A Real-World Reinforcement Learning Framework for Safe and Human-Like Tactical Decision-Making

Lane-change decision-making for vehicles is a challenging task for many reasons, including traffic rules, safety, and the stochastic nature of driving. Because of its success in solving complex problems, deep reinforcement learning (DRL) has been suggested for addressing these issues. However, the studies on DRL to date have gone no further than validation in simulation and failed to address what are arguably the most critical issues, namely, the mismatch between simulation and reality, human-likeness, and safety. This paper introduces a real-world DRL framework for decision-making to design safe and human-like agents that can operate in the real world without extra tuning.

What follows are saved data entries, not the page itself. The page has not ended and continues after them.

//! Undo and redo on top of the snapshot service.

use crate::dom::SnapshotSelection;
use crate::editor::editor_core::EditorCore;
use crate::error::Result;
use crate::plugin::{ChangeSource, EntityOperation, PluginEvent};
use crate::undo::{EntityState, Snapshot};

impl EditorCore {
    /// Capture the current content. Nothing is recorded during shadow edit.
    pub(crate) fn take_snapshot(&mut self, is_auto_complete: bool, entity_states: Vec<EntityState>) {
        if self.is_in_shadow_edit() {
            tracing::trace!("snapshot skipped in shadow edit");
            return;
        }
        let selection = self
            .selection()
            .and_then(|selection| SnapshotSelection::capture(self.dom(), self.root(), selection));
        let snapshot = Snapshot {
            html: self.dom().inner_html(self.root()),
            entity_states,
            selection,
        };
        self.undo.service.add_snapshot(snapshot, is_auto_complete);
        self.undo.has_new_content = false;
    }

    /// Record the current content as an undo step.
    pub fn add_undo_snapshot(&mut self, can_undo_by_backspace: bool, entity_states: Vec<EntityState>) -> Result<()> {
        self.ensure_alive()?;
        self.take_snapshot(can_undo_by_backspace, entity_states);
        Ok(())
    }

    /// Replace the content with `snapshot`.
    ///
    /// The cached model is dropped, the stored selection is resolved against
    /// the new nodes, and `ContentChanged` with [`ChangeSource::Restore`] is
    /// queued, preceded by one `UpdateEntityState` operation per stored
    /// entity state whose wrapper still exists.
    pub fn restore_undo_snapshot(&mut self, snapshot: &Snapshot) -> Result<()> {
        self.ensure_alive()?;
        self.cache.invalidate();
        self.format.pending_format = None;
        let root = self.root();
        self.dom_mut().set_inner_html(root, &snapshot.html)?;
        let selection = snapshot
            .selection
            .as_ref()
            .and_then(|selection| selection.resolve(self.dom(), root));
        self.set_selection_silently(selection);
        self.undo.has_new_content = false;

        self.entities.entities.clear();
        for state in &snapshot.entity_states {
            let wrapper = self
                .dom()
                .query_class(root, &format!("{}{}", crate::convert::entity::ENTITY_ID_PREFIX, state.id))
                .into_iter()
                .next();
            let Some(wrapper) = wrapper else {
                tracing::debug!(id = %state.id, "entity state without wrapper, skipped");
                continue;
            };
            let entity_format = crate::convert::entity::parse_entity_format(self.dom(), wrapper);
            self.trigger_event(PluginEvent::EntityOperation {
                operation: EntityOperation::UpdateEntityState,
                wrapper,
                entity_format,
                state: Some(state.state.clone()),
            })?;
        }
        self.trigger_event(PluginEvent::ContentChanged {
            source: ChangeSource::Restore,
            data: None,
            changed_entities: None,
            entity_states: snapshot.entity_states.clone(),
        })?;
        tracing::debug!(size = snapshot.size(), "undo snapshot restored");
        Ok(())
    }

    #[must_use]
    pub fn can_undo(&self) -> bool {
        self.undo.has_new_content || self.undo.service.can_move(-1)
    }

    #[must_use]
    pub fn can_redo(&self) -> bool {
        self.undo.service.can_move(1)
    }

    /// Step back one snapshot. Unsaved typing is recorded first so it can be
    /// redone. Returns false at the start of history.
    pub fn undo(&mut self) -> Result<bool> {
        self.ensure_alive()?;
        if self.undo.has_new_content {
            self.take_snapshot(false, Vec::new());
        }
        match self.undo.service.move_by(-1) {
            Some(snapshot) => {
                self.restore_undo_snapshot(&snapshot)?;
                Ok(true)
            }
            None => Ok(false),
        }
    }

    /// Step forward one snapshot. Returns false at the end of history.
    pub fn redo(&mut self) -> Result<bool> {
        self.ensure_alive()?;
        match self.undo.service.move_by(1) {
            Some(snapshot) => {
                self.restore_undo_snapshot(&snapshot)?;
                Ok(true)
            }
            None => Ok(false),
        }
    }
}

We propose a new learning paradigm for DRL integrated with Real2Sim transfer, which comprises training, validation, and testing phases. The approach involves two simulator environments with different levels of fidelity, which are parameterized via real-world data. Within the framework, a large amount of randomized experience is generated with a low-fidelity simulator, whereupon the learned skills are validated regularly in a high-fidelity simulator to avoid overfitting. Finally, in the testing phase, the agent is examined concerning safety and human-like decision-making. Extensive simulation and real-world evaluations show the superiority of the proposed approach. To the best of the authors' knowledge, this is the first application of DRL lane-changing policy in the real world.